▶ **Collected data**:
━━━━━━━━━━

use std::{
    collections::HashMap,
    io::{self, Write},
};

use crate::{
    ast::{Expr, Stmt},
    error::{Location, RuntimeError},
    interpreter::value::core::Value,
};

/// Result type used by the evaluator.
///
/// All evaluation functions return either a value of type `T` or a
/// [`RuntimeError`] describing the failure.
pub type EvalResult<T> = Result<T, RuntimeError>;

/// How a statement left the surrounding block.
///
/// `Return` carries the optional value of a `return` statement upward
/// through every enclosing block until a function call (or the program
/// itself) absorbs it.
#[derive(Debug)]
pub enum Flow {
    /// Execution continues with the next statement.
    Normal,
    /// A `return` is unwinding; `None` marks a bare `return;`.
    Return(Option<Value>),
}

/// A user-defined function as the interpreter stores it.
#[derive(Debug, Clone)]
pub struct FunctionDef {
    /// Parameter names, in order.
    pub params: Vec<String>,
    /// The statements of the body.
    pub body:   Vec<Stmt>,
}

/// Stores the runtime evaluation state.
///
/// This struct holds the interpreter state: the lexical scope stack, the
/// program-wide function table, the recursion counter, and the stream
/// `print` writes to.
///
/// ## Usage
///
/// A `Context` is created once per program run. [`Context::run`] executes a
/// parsed statement list against it; everything else hangs off that.
pub struct Context {
    /// The chain of lexical scopes, innermost last.
    pub scope_stack:      Vec<HashMap<String, Value>>,
    /// A mapping from function names to their definitions. Populated when a
    /// `fn` statement executes.
    pub functions:        HashMap<String, FunctionDef>,
    /// The `(function name, depth)` pair guarding against runaway
    /// recursion.
    pub(crate) recursion: Option<(String, usize)>,
    /// Where `print` writes. Stdout by default; tests substitute a buffer.
    pub(crate) output:    Box<dyn Write>,
}

#[allow(clippy::new_without_default)]
impl Context {
    /// Creates a context that prints to stdout.
    #[must_use]
    pub fn new() -> Self {
        Self::with_output(Box::new(io::stdout()))
    }

    /// Creates a context that prints to the given writer.
    #[must_use]
    pub fn with_output(output: Box<dyn Write>) -> Self {
        Self { scope_stack: vec![HashMap::new()],
               functions: HashMap::new(),
               recursion: None,
               output }
    }

    /// Executes a whole program.
    ///
    /// Statements run in source order in the global scope. A top-level
    /// `return` simply stops execution.
    ///
    /// # Errors
    /// Propagates the first [`RuntimeError`] any statement raises.
    pub fn run(&mut self, stmts: &[Stmt]) -> EvalResult<()> {
        for stmt in stmts {
            if let Flow::Return(_) = self.exec_stmt(stmt)? {
                break;
            }
        }

        Ok(())
    }

    /// Executes a list of statements inside a fresh child scope.
    ///
    /// The scope is popped again on every exit path. A `Return` flow from
    /// any statement stops the block and propagates.
    pub(crate) fn exec_block(&mut self, stmts: &[Stmt]) -> EvalResult<Flow> {
        self.push_scope();

        let mut flow = Flow::Normal;
        for stmt in stmts {
            match self.exec_stmt(stmt) {
                Ok(Flow::Normal) => {},
                Ok(ret) => {
                    flow = ret;
                    break;
                },
                Err(e) => {
                    self.pop_scope();
                    return Err(e);
                },
            }
        }

        self.pop_scope();
        Ok(flow)
    }

    /// Executes a single statement.
    pub(crate) fn exec_stmt(&mut self, stmt: &Stmt) -> EvalResult<Flow> {
        match stmt {
            Stmt::VariableInit { name,
                                 ty,
                                 dims,
                                 init,
                                 loc, } => {
                let value = match init {
                    Some(expr) => {
                        let value = self.eval_expr(expr)?;
                        reject_range(&value, loc)?;
                        value
                    },
                    None => match ty {
                        Some(ty) => self.default_value(*ty, dims)?,
                        // the parser rejects `let x;` outright
                        None => return Err(RuntimeError::UnknownVariable { name: name.clone(),
                                                                           loc:  loc.clone(), }),
                    },
                };

                self.define_local(name, value);
                Ok(Flow::Normal)
            },
            Stmt::VariableAssign { name, op, value, loc } => {
                let rhs = self.eval_expr(value)?;
                reject_range(&rhs, loc)?;
                self.exec_assign(name, *op, rhs, loc)?;
                Ok(Flow::Normal)
            },
            Stmt::ElementAssign { name,
                                  subscripts,
                                  value,
                                  loc, } => {
                self.exec_element_assign(name, subscripts, value, loc)?;
                Ok(Flow::Normal)
            },
            Stmt::If { branches, .. } => {
                for (condition, body) in branches {
                    match condition {
                        None => return self.exec_block(body),
                        Some(expr) => {
                            let value = self.eval_expr(expr)?;
                            let truthy = value.as_bool().ok_or_else(|| {
                                RuntimeError::TypeMismatch {
                                    what: "if statement condition must be type 'bool'".to_string(),
                                    expected: format!("condition is currently type '{}'",
                                                      value.type_name()),
                                    loc: expr.loc().clone(),
                                }
                            })?;

                            if truthy {
                                return self.exec_block(body);
                            }
                        },
                    }
                }

                Ok(Flow::Normal)
            },
            Stmt::Loop { sections, body, loc } => self.exec_loop(sections, body, loc),
            Stmt::Function { name, params, body, .. } => {
                let def = FunctionDef { params: params.iter().map(|p| p.name.clone()).collect(),
                                        body:   body.clone(), };
                self.functions.insert(name.clone(), def);
                Ok(Flow::Normal)
            },
            Stmt::Return { value, loc } => {
                let value = match value {
                    Some(expr) => {
                        let value = self.eval_expr(expr)?;
                        reject_range(&value, loc)?;
                        Some(value)
                    },
                    None => None,
                };

                Ok(Flow::Return(value))
            },
            Stmt::Expression { expr, loc } => {
                match expr {
                    // a call statement tolerates functions that return
                    // nothing; the value, if any, is discarded
                    Expr::Call { name, arguments, .. } => {
                        self.call_function(name, arguments, loc)?;
                    },
                    _ => {
                        self.eval_expr(expr)?;
                    },
                }

                Ok(Flow::Normal)
            },
        }
    }

    /// Pushes a new innermost scope.
    pub fn push_scope(&mut self) {
        self.scope_stack.push(HashMap::new());
    }

    /// Removes the innermost scope.
    pub fn pop_scope(&mut self) {
        self.scope_stack.pop();
    }

    /// Retrieves a variable, walking the chain from the innermost scope
    /// outward. Returns `None` if no scope binds the name.
    #[must_use]
    pub fn get_variable(&self, name: &str) -> Option<&Value> {
        self.scope_stack.iter().rev().find_map(|scope| scope.get(name))
    }

    /// Like [`Context::get_variable`], but mutable.
    pub fn get_variable_mut(&mut self, name: &str) -> Option<&mut Value> {
        self.scope_stack
            .iter_mut()
            .rev()
            .find_map(|scope| scope.get_mut(name))
    }

    /// Binds a variable in the current (innermost) scope.
    pub fn define_local(&mut self, name: &str, value: Value) {
        if let Some(scope) = self.scope_stack.last_mut() {
            scope.insert(name.to_string(), value);
        }
    }

    /// Assigns to the nearest scope already binding the variable, falling
    /// back to the current scope when none does.
    pub fn assign_nearest(&mut self, name: &str, value: Value) {
        for scope in self.scope_stack.iter_mut().rev() {
            if scope.contains_key(name) {
                scope.insert(name.to_string(), value);
                return;
            }
        }

        if let Some(scope) = self.scope_stack.last_mut() {
            scope.insert(name.to_string(), value);
        }
    }
}

/// Fails with a [`RuntimeError::StrayRange`] when `value` is a range.
///
/// Ranges are transient: they may only appear as a loop range or inside an
/// array literal, and every other position runs this check.
pub(crate) fn reject_range(value: &Value, loc: &Location) -> EvalResult<()> {
    if matches!(value, Value::Range(..)) {
        Err(RuntimeError::StrayRange { loc: loc.clone() })
    } else {
        Ok(())
    }
}
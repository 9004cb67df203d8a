use crate::{
    ast::{BinaryOp, Expr},
    error::{Location, RuntimeError},
    interpreter::{
        evaluator::core::{Context, EvalResult, reject_range},
        value::core::Value,
    },
};

impl Context {
    /// Evaluates a binary operation between two expressions.
    ///
    /// `&&` and `||` short-circuit, so the right operand only evaluates
    /// when the left does not already decide the result. Every other
    /// operator evaluates both sides left to right and dispatches on the
    /// operand types.
    pub(crate) fn eval_binary_expr(&mut self,
                                   op: BinaryOp,
                                   left: &Expr,
                                   right: &Expr,
                                   loc: &Location)
                                   -> EvalResult<Value> {
        use BinaryOp::{
            Add, And, Div, Equal, Greater, GreaterEqual, Less, LessEqual, Mod, Mul, NotEqual, Or,
            Range, Sub,
        };

        match op {
            And | Or => {
                let lhs = self.eval_expr(left)?;
                let lhs = bool_operand(op, "left", &lhs, loc)?;

                if op == Or && lhs {
                    return Ok(Value::Bool(true));
                }
                if op == And && !lhs {
                    return Ok(Value::Bool(false));
                }

                let rhs = self.eval_expr(right)?;
                Ok(Value::Bool(bool_operand(op, "right", &rhs, loc)?))
            },

            Range => {
                let lhs = self.eval_expr(left)?;
                let start = int_operand(op, "left", &lhs, loc)?;
                let rhs = self.eval_expr(right)?;
                let end = int_operand(op, "right", &rhs, loc)?;

                Ok(Value::Range(start, end))
            },

            Equal | NotEqual => {
                let lhs = self.eval_expr(left)?;
                reject_range(&lhs, loc)?;
                let rhs = self.eval_expr(right)?;
                reject_range(&rhs, loc)?;

                if lhs.type_name() != rhs.type_name() {
                    return Err(RuntimeError::TypeMismatch {
                        what: format!("operator '{op}' can only be used on values with the same type"),
                        expected: format!("left hand value has type '{}' but right hand value has type '{}'",
                                          lhs.type_name(),
                                          rhs.type_name()),
                        loc: loc.clone(),
                    });
                }

                let equal = lhs == rhs;
                Ok(Value::Bool(if op == Equal { equal } else { !equal }))
            },

            Add | Sub | Mul | Div | Mod => {
                let lhs = self.eval_expr(left)?;
                let rhs = self.eval_expr(right)?;

                if op == Add
                   && (matches!(lhs, Value::Str(_)) || matches!(rhs, Value::Str(_)))
                {
                    return match (lhs, rhs) {
                        (Value::Str(a), Value::Str(b)) => Ok(Value::Str(a + &b)),
                        (a, b) => Err(RuntimeError::TypeMismatch {
                            what: format!("operator '+' is used on types '{}' and '{}'",
                                          a.type_name(),
                                          b.type_name()),
                            expected: "type 'str' can only be concatenated with type 'str'"
                                .to_string(),
                            loc: loc.clone(),
                        }),
                    };
                }

                Self::eval_numeric(op, &lhs, &rhs, loc)
            },

            Less | Greater | LessEqual | GreaterEqual => {
                let lhs = self.eval_expr(left)?;
                let rhs = self.eval_expr(right)?;
                Self::eval_comparison(op, &lhs, &rhs, loc)
            },
        }
    }

    /// Evaluates an arithmetic operation between two numbers.
    ///
    /// The promotion rule is centralised here: two `int`s produce an `int`;
    /// any `float` operand promotes the result to `float`, where `%` takes
    /// `fmod` semantics. Integer `/` and `%` by zero are errors.
    pub(crate) fn eval_numeric(op: BinaryOp,
                               lhs: &Value,
                               rhs: &Value,
                               loc: &Location)
                               -> EvalResult<Value> {
        use BinaryOp::{Add, Div, Mod, Mul, Sub};

        let a = num_operand(op, "left", lhs, loc)?;
        let b = num_operand(op, "right", rhs, loc)?;

        if let (Value::Int(a), Value::Int(b)) = (lhs, rhs) {
            if *b == 0 && matches!(op, Div | Mod) {
                return Err(RuntimeError::DivisionByZero { loc: loc.clone() });
            }

            return Ok(Value::Int(match op {
                                     Add => a + b,
                                     Sub => a - b,
                                     Mul => a * b,
                                     Div => a / b,
                                     Mod => a % b,
                                     _ => return Self::eval_comparison(op, lhs, rhs, loc),
                                 }));
        }

        Ok(Value::Float(match op {
                            Add => a + b,
                            Sub => a - b,
                            Mul => a * b,
                            Div => a / b,
                            Mod => a % b,
                            _ => return Self::eval_comparison(op, lhs, rhs, loc),
                        }))
    }

    /// Evaluates a relational comparison between two numbers.
    fn eval_comparison(op: BinaryOp,
                       lhs: &Value,
                       rhs: &Value,
                       loc: &Location)
                       -> EvalResult<Value> {
        use BinaryOp::{Greater, GreaterEqual, Less, LessEqual};

        let ordered = if let (Value::Int(a), Value::Int(b)) = (lhs, rhs) {
            match op {
                Less => a < b,
                Greater => a > b,
                LessEqual => a <= b,
                GreaterEqual => a >= b,
                _ => false,
            }
        } else {
            let a = num_operand(op, "left", lhs, loc)?;
            let b = num_operand(op, "right", rhs, loc)?;

            match op {
                Less => a < b,
                Greater => a > b,
                LessEqual => a <= b,
                GreaterEqual => a >= b,
                _ => false,
            }
        };

        Ok(Value::Bool(ordered))
    }
}

/// Extracts a boolean operand, describing the offending side on failure.
fn bool_operand(op: BinaryOp, side: &str, value: &Value, loc: &Location) -> EvalResult<bool> {
    value.as_bool().ok_or_else(|| RuntimeError::TypeMismatch {
        what: format!("{side} hand value of operator '{op}' has type '{}'", value.type_name()),
        expected: format!("operator '{op}' can only be used on type 'bool'"),
        loc: loc.clone(),
    })
}

/// Extracts an integer operand, describing the offending side on failure.
fn int_operand(op: BinaryOp, side: &str, value: &Value, loc: &Location) -> EvalResult<i64> {
    value.as_int().ok_or_else(|| RuntimeError::TypeMismatch {
        what: format!("{side} hand value of operator '{op}' is currently type '{}'",
                      value.type_name()),
        expected: format!("operator '{op}' can only be used on type 'int'"),
        loc: loc.clone(),
    })
}

/// Extracts a numeric operand as `f32`, describing the offending side on
/// failure.
fn num_operand(op: BinaryOp, side: &str, value: &Value, loc: &Location) -> EvalResult<f32> {
    value.as_float().ok_or_else(|| RuntimeError::TypeMismatch {
        what: format!("{side} hand value of operator '{op}' is currently type '{}'",
                      value.type_name()),
        expected: format!("operator '{op}' can only be used on types 'int' or 'float'"),
        loc: loc.clone(),
    })
}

━━━━━━━━━━

▶ **TASK**: Scan the records for the string "list" and report each line where it occurs.

▶ **REPLY**:
/// parsed statement list against it; everything else hangs off that.
    /// Executes a list of statements inside a fresh child scope.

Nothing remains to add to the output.